## Task input
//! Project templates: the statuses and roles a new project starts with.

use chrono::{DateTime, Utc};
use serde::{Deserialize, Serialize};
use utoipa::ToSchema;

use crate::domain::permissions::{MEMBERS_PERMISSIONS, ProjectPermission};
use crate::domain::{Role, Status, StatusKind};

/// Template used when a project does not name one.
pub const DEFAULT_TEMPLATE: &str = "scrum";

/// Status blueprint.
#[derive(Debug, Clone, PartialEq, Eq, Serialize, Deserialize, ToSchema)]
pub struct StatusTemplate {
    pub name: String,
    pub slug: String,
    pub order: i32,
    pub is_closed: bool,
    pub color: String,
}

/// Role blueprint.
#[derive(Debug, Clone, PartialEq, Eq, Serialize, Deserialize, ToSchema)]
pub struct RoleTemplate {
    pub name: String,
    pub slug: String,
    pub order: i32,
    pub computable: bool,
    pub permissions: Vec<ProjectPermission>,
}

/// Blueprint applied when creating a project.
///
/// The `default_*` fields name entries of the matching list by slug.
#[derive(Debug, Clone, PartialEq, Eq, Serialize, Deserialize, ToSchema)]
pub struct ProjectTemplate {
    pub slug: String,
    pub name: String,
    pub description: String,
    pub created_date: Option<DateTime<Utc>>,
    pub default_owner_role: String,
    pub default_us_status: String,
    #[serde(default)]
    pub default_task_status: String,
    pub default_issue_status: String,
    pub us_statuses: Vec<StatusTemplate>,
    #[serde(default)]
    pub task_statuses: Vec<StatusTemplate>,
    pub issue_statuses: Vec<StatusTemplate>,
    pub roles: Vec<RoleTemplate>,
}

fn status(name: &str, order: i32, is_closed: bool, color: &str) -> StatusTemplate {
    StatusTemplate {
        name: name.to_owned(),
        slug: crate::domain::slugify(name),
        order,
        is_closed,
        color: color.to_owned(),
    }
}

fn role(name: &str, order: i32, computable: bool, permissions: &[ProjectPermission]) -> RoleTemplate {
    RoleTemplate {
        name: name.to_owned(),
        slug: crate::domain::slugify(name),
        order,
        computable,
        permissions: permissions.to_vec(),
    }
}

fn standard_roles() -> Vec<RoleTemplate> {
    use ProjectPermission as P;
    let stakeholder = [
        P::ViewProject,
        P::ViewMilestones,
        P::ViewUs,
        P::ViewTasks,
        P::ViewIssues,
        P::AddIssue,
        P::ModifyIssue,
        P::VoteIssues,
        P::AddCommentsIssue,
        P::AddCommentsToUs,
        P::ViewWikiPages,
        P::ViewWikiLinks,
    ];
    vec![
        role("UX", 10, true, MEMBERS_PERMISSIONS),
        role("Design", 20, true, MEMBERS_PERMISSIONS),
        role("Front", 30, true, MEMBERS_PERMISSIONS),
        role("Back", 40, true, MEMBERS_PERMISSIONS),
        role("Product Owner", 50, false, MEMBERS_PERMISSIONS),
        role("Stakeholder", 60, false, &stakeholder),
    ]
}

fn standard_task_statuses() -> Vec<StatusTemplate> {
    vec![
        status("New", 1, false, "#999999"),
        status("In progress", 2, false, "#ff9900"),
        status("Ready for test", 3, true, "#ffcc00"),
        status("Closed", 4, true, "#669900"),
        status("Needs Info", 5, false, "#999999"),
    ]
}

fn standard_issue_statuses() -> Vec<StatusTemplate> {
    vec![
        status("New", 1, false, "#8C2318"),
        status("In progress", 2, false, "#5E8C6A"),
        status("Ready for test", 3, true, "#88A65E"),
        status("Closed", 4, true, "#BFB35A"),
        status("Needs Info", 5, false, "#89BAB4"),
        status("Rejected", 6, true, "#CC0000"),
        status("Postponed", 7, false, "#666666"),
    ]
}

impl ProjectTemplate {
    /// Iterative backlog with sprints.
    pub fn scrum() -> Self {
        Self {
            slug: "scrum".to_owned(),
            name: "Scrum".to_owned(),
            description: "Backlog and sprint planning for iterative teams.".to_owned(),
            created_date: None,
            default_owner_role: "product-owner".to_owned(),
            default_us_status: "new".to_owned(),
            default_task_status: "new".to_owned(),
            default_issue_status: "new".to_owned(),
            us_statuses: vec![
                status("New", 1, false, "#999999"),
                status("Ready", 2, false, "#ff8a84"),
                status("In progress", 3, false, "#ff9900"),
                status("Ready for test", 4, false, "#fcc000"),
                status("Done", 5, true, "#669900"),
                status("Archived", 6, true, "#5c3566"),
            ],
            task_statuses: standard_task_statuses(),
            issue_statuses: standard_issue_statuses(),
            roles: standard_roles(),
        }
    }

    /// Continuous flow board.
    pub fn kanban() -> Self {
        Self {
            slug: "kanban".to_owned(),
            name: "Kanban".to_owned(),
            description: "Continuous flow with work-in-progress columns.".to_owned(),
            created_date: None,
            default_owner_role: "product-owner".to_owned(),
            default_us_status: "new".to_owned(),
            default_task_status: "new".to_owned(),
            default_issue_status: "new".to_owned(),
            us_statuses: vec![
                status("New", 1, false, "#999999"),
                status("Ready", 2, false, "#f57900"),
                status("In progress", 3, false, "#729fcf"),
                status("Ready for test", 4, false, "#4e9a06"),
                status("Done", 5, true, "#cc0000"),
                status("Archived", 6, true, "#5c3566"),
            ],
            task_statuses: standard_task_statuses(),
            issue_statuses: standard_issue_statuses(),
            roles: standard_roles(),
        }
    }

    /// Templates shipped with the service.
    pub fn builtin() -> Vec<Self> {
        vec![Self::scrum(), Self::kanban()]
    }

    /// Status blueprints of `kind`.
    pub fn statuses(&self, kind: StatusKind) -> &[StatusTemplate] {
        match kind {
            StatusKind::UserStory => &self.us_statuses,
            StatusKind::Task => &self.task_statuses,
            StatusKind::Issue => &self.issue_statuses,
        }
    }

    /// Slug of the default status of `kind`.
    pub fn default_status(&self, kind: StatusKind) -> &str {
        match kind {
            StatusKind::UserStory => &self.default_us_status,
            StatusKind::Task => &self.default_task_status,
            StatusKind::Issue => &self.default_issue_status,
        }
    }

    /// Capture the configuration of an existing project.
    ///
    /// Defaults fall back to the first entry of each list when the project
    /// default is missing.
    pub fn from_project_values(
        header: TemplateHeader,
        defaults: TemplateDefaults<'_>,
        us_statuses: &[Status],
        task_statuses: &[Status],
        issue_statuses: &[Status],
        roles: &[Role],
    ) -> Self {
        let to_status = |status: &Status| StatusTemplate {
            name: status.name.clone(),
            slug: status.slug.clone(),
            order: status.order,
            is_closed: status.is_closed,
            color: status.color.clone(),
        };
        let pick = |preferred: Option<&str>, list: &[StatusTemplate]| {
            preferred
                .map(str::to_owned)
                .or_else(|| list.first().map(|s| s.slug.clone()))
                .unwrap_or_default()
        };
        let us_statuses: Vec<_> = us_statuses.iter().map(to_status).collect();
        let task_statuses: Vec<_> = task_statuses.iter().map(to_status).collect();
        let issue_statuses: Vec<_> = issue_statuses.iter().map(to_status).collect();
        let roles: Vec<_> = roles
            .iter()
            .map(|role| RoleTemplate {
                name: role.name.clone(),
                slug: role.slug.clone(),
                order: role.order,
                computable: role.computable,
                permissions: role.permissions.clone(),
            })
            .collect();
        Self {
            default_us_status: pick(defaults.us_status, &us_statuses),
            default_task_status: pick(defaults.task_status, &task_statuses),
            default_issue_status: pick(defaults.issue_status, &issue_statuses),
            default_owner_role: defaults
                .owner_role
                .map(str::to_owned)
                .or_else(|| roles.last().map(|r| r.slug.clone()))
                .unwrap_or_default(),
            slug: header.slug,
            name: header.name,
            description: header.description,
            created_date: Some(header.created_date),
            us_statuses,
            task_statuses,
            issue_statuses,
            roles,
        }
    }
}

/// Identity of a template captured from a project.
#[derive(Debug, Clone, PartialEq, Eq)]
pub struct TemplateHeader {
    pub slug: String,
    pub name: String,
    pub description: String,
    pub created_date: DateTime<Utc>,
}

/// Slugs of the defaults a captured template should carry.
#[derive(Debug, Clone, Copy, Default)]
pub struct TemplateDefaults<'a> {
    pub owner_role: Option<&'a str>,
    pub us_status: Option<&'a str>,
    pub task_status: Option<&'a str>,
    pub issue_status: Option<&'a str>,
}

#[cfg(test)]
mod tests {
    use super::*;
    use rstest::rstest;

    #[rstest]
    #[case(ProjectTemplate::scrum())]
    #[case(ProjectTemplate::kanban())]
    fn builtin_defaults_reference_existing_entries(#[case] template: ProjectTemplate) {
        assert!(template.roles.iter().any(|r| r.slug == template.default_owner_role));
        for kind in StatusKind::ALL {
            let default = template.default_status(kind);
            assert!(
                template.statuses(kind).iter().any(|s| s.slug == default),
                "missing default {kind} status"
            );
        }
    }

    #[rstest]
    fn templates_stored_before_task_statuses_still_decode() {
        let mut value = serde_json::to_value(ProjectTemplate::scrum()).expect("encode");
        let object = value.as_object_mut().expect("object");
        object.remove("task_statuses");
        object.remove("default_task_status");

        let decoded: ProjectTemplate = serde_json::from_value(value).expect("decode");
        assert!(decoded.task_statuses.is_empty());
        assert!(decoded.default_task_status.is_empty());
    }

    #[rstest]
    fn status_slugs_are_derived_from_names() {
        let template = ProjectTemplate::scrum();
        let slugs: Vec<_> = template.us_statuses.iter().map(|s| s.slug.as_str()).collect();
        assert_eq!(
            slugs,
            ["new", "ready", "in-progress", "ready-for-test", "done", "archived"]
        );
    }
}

## What is expected
Look through the entries above for the word "Continuous". Copy every line where it shows up.

## Exercise output
    /// Continuous flow board.
            description: "Continuous flow with work-in-progress columns.".to_owned(),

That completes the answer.